Pour l'affirmation sans ambiguïté de la compensation
intégrale des exonérations de cotisations.
Doit être réaffirmé solennellement le principe, posé
par la loi du 25 juillet 1994, de la compensation intégrale pour la
sécurité sociale des exonérations de charges sociales
postérieures à cette loi. Ce principe est l'un des fondements de
la clarification indispensable des relations et des responsabilités
entre l'Etat et les régimes sociaux.
La remise en cause de ce principe est inacceptable, que ce soit pour :
- les exonérations de cotisations dans le cadre d'incitation
à la réduction du temps de travail, au nom d'une prétendue
" neutralité " de la mesure ;
- les dispositifs, antérieurs à 1994 et donc non
compensés, qui sont prorogés au-delà de leur
échéance et modifiés, telle l'exonération des
charges liée à l'embauche d'un premier salarié ;
dès lors qu'il y a novation juridique, il doit y avoir compensation
intégrale de ces nouvelles exonérations en application de la loi
de 1994 ;
- les dispositifs, également antérieurs à la loi de
1994, dont le taux d'exonération est fortement majoré, telle
l'exonération portée de 30 % à 100 % pour les
associations d'aide à domicile ; ces exonérations doivent
être compensées à hauteur de la majoration du taux.
Pour une vraie taxe de santé publique sur les tabacs.
Conformément aux objectifs de la politique de santé publique, il
est proposé de substituer à une majoration du taux de la taxe sur
les tabacs en l'état sans affectation précise, une " taxe de
santé publique " directement affectée à la CNAMTS.
Pour un projet de loi de financement rectificatif tirant les
conséquences d'un projet initial incertain.
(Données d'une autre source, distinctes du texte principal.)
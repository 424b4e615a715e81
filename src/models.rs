pub mod budget;
pub mod response;
pub mod transaction;
pub mod user;

pub use budget::{Budget, BudgetDraft, BudgetPeriod};
pub use response::{
    AuthResponse, ForgotPasswordResponse, MessageResponse, SessionResponse, StatusResponse,
    ValidateTokenResponse,
};
pub use transaction::{Transaction, TransactionDraft, TransactionType};
pub use user::{Claims, PublicUser, User};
Le respect de la lettre comme de l'esprit de la loi organique voudrait que le
Gouvernement soumette au Parlement, à la fin du printemps, un projet de
loi de financement rectificatif de la sécurité sociale pour 1999 :
- tirant, d'une part, les conséquences sur les équilibres de
la sécurité sociale des réformes urgentes que le
Gouvernement renvoie au premier semestre de l'année prochaine :
mesures structurelles indispensables dans le domaine des retraites dont il est
nécessaire qu'elles interviennent dès le début de 1999,
projet de loi instituant une couverture maladie universelle dont le
dépôt doit intervenir avant la fin de l'année,
réforme de l'assiette des cotisations employeurs sur laquelle le
Gouvernement annonce qu'il arrêtera sa position dans les semaines qui
viennent ;
- faisant le point, d'autre part, sur l'évolution des
dépenses et des recettes au vu, notamment, de l'évolution de la
conjoncture, il ne serait guère acceptable qu'une nouvelle fois le
Parlement ne soit saisi d'une dérive des comptes qu'à l'occasion
de la seule ratification en fin d'année d'un décret majorant le
plafond de recours à l'emprunt par les régimes de
sécurité sociale.
Pour une réflexion sur l'évolution des lois de financement.
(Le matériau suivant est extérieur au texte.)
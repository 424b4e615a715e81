//! State container for one user's dashboard.
//!
//! Owns the transactions and budgets, writes them through to a
//! [`LedgerStore`] after every change, recomputes budget spend and pushes a
//! fresh [`DashboardView`] to every subscriber.

use bigdecimal::BigDecimal;
use chrono::{Local, NaiveDate};
use num_traits::{Signed, Zero};

use super::store::LedgerStore;
use super::view::{build_view, DashboardView};
use super::LedgerError;
use crate::models::{Budget, BudgetDraft, Transaction, TransactionDraft};
use crate::storage::Storage;

#[derive(Debug, Clone, Copy, PartialEq, Eq, Hash)]
pub struct SubscriptionId(u64);

/// Result of an operation that asked the user to confirm.
#[derive(Debug, Clone, PartialEq)]
pub enum Change<T> {
    Applied(T),
    Cancelled,
}

impl<T> Change<T> {
    pub fn is_applied(&self) -> bool {
        matches!(self, Change::Applied(_))
    }
}

type Subscriber = Box<dyn FnMut(&DashboardView)>;

pub struct Dashboard<S: Storage> {
    store: LedgerStore<S>,
    transactions: Vec<Transaction>,
    budgets: Vec<Budget>,
    subscribers: Vec<(SubscriptionId, Subscriber)>,
    next_subscription: u64,
    clock: fn() -> NaiveDate,
}

fn local_today() -> NaiveDate {
    Local::now().date_naive()
}

fn next_id(ids: impl Iterator<Item = i64>) -> i64 {
    ids.max().unwrap_or(0) + 1
}

impl<S: Storage> Dashboard<S> {
    pub fn open(store: LedgerStore<S>) -> Result<Self, LedgerError> {
        Self::open_with_clock(store, local_today)
    }

    /// Like [`Dashboard::open`] with a fixed notion of "today".
    pub fn open_with_clock(
        store: LedgerStore<S>,
        clock: fn() -> NaiveDate,
    ) -> Result<Self, LedgerError> {
        let transactions = store.load_transactions()?;
        let budgets = store.load_budgets()?;

        let mut dashboard = Self {
            store,
            transactions,
            budgets,
            subscribers: Vec::new(),
            next_subscription: 0,
            clock,
        };
        dashboard.recompute_budget_spent();

        tracing::debug!(
            user_id = dashboard.store.user_id(),
            transactions = dashboard.transactions.len(),
            budgets = dashboard.budgets.len(),
            "ledger loaded"
        );
        Ok(dashboard)
    }

    pub fn transactions(&self) -> &[Transaction] {
        &self.transactions
    }

    pub fn budgets(&self) -> &[Budget] {
        &self.budgets
    }

    pub fn today(&self) -> NaiveDate {
        (self.clock)()
    }

    pub fn view(&self) -> DashboardView {
        build_view(&self.transactions, &self.budgets, self.today())
    }

    pub fn subscribe(&mut self, subscriber: impl FnMut(&DashboardView) + 'static) -> SubscriptionId {
        let id = SubscriptionId(self.next_subscription);
        self.next_subscription += 1;
        self.subscribers.push((id, Box::new(subscriber)));
        id
    }

    pub fn unsubscribe(&mut self, id: SubscriptionId) -> bool {
        let before = self.subscribers.len();
        self.subscribers.retain(|(sid, _)| *sid != id);
        self.subscribers.len() != before
    }

    pub fn create_transaction(&mut self, draft: TransactionDraft) -> Result<Transaction, LedgerError> {
        validate_transaction(&draft)?;

        let id = next_id(self.transactions.iter().map(|t| t.id));
        let transaction = draft.into_transaction(id);
        let mut transactions = self.transactions.clone();
        transactions.push(transaction.clone());

        self.commit(transactions, self.budgets.clone())?;
        Ok(transaction)
    }

    pub fn update_transaction(
        &mut self,
        id: i64,
        draft: TransactionDraft,
    ) -> Result<Transaction, LedgerError> {
        validate_transaction(&draft)?;

        let index = self
            .transactions
            .iter()
            .position(|t| t.id == id)
            .ok_or(LedgerError::NotFound { kind: "transaction", id })?;
        let updated = draft.into_transaction(id);
        let mut transactions = self.transactions.clone();
        transactions[index] = updated.clone();

        self.commit(transactions, self.budgets.clone())?;
        Ok(updated)
    }

    /// Removes the transaction with `id` if `confirm` agrees. The remaining
    /// transactions keep their order.
    pub fn delete_transaction(
        &mut self,
        id: i64,
        confirm: impl FnOnce(&Transaction) -> bool,
    ) -> Result<Change<Transaction>, LedgerError> {
        let index = self
            .transactions
            .iter()
            .position(|t| t.id == id)
            .ok_or(LedgerError::NotFound { kind: "transaction", id })?;

        if !confirm(&self.transactions[index]) {
            return Ok(Change::Cancelled);
        }

        let mut transactions = self.transactions.clone();
        let removed = transactions.remove(index);
        self.commit(transactions, self.budgets.clone())?;
        Ok(Change::Applied(removed))
    }

    /// Adds a budget. When one already exists for the same category and
    /// period, `confirm` decides whether its limit is replaced.
    pub fn create_budget(
        &mut self,
        draft: BudgetDraft,
        confirm: impl FnOnce(&Budget) -> bool,
    ) -> Result<Change<Budget>, LedgerError> {
        validate_budget(&draft)?;

        let category = draft.category.trim();
        let existing = self
            .budgets
            .iter()
            .position(|b| b.period == draft.period && b.category.eq_ignore_ascii_case(category));

        let mut budgets = self.budgets.clone();
        let index = match existing {
            Some(index) => {
                if !confirm(&self.budgets[index]) {
                    return Ok(Change::Cancelled);
                }
                budgets[index].amount = draft.amount;
                index
            }
            None => {
                let id = next_id(self.budgets.iter().map(|b| b.id));
                budgets.push(draft.into_budget(id));
                budgets.len() - 1
            }
        };

        self.commit(self.transactions.clone(), budgets)?;
        Ok(Change::Applied(self.budgets[index].clone()))
    }

    pub fn update_budget(&mut self, id: i64, draft: BudgetDraft) -> Result<Budget, LedgerError> {
        validate_budget(&draft)?;

        let index = self
            .budgets
            .iter()
            .position(|b| b.id == id)
            .ok_or(LedgerError::NotFound { kind: "budget", id })?;
        let mut budgets = self.budgets.clone();
        budgets[index] = draft.into_budget(id);

        self.commit(self.transactions.clone(), budgets)?;
        Ok(self.budgets[index].clone())
    }

    pub fn delete_budget(
        &mut self,
        id: i64,
        confirm: impl FnOnce(&Budget) -> bool,
    ) -> Result<Change<Budget>, LedgerError> {
        let index = self
            .budgets
            .iter()
            .position(|b| b.id == id)
            .ok_or(LedgerError::NotFound { kind: "budget", id })?;

        if !confirm(&self.budgets[index]) {
            return Ok(Change::Cancelled);
        }

        let mut budgets = self.budgets.clone();
        let removed = budgets.remove(index);
        self.commit(self.transactions.clone(), budgets)?;
        Ok(Change::Applied(removed))
    }

    pub fn recompute_budget_spent(&mut self) {
        let today = self.today();
        self.recompute_budget_spent_at(today);
    }

    /// Sets each budget's `spent` to the absolute total of expenses in its
    /// category within the budget period containing `today`.
    pub fn recompute_budget_spent_at(&mut self, today: NaiveDate) {
        recompute_spent(&self.transactions, &mut self.budgets, today);
    }

    /// Persists the new arrays and only then makes them current. On a failed
    /// write the ledger in memory is untouched and storage is put back.
    fn commit(
        &mut self,
        transactions: Vec<Transaction>,
        mut budgets: Vec<Budget>,
    ) -> Result<(), LedgerError> {
        recompute_spent(&transactions, &mut budgets, self.today());

        self.store.save_transactions(&transactions)?;
        if let Err(e) = self.store.save_budgets(&budgets) {
            if let Err(rollback) = self.store.save_transactions(&self.transactions) {
                tracing::error!(error = %rollback, "could not restore transactions after failed save");
            }
            return Err(e.into());
        }

        self.transactions = transactions;
        self.budgets = budgets;

        if !self.subscribers.is_empty() {
            let view = self.view();
            for (_, subscriber) in &mut self.subscribers {
                subscriber(&view);
            }
        }
        Ok(())
    }
}

fn recompute_spent(transactions: &[Transaction], budgets: &mut [Budget], today: NaiveDate) {
    for budget in budgets {
        budget.spent = transactions
            .iter()
            .filter(|t| t.is_expense())
            .filter(|t| t.category.eq_ignore_ascii_case(&budget.category))
            .filter(|t| budget.period.contains(today, t.date))
            .fold(BigDecimal::zero(), |acc, t| acc + t.amount.abs());
    }
}

fn validate_transaction(draft: &TransactionDraft) -> Result<(), LedgerError> {
    if draft.description.trim().is_empty() {
        return Err(LedgerError::Validation("Description is required"));
    }
    if draft.category.trim().is_empty() {
        return Err(LedgerError::Validation("Category is required"));
    }
    if draft.amount.is_zero() {
        return Err(LedgerError::Validation("Amount must not be zero"));
    }
    Ok(())
}

fn validate_budget(draft: &BudgetDraft) -> Result<(), LedgerError> {
    if draft.category.trim().is_empty() {
        return Err(LedgerError::Validation("Category is required"));
    }
    if !draft.amount.is_positive() {
        return Err(LedgerError::Validation("Budget amount must be positive"));
    }
    Ok(())
}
La réforme constitutionnelle de 1996, instituant les lois de financement
de la sécurité sociale, constitue un progrès
considérable et l'amorce d'une évolution profonde. A l'occasion
de l'examen du troisième projet de loi depuis cette réforme, il
apparaît que cet instrument est perfectible et qu'une réflexion
doit être menée tendant à une amélioration de la
présentation des lois de financement et, au-delà d'une
multiplication vaine des annexes, de la qualité et de la
cohérence des informations fournies au Parlement.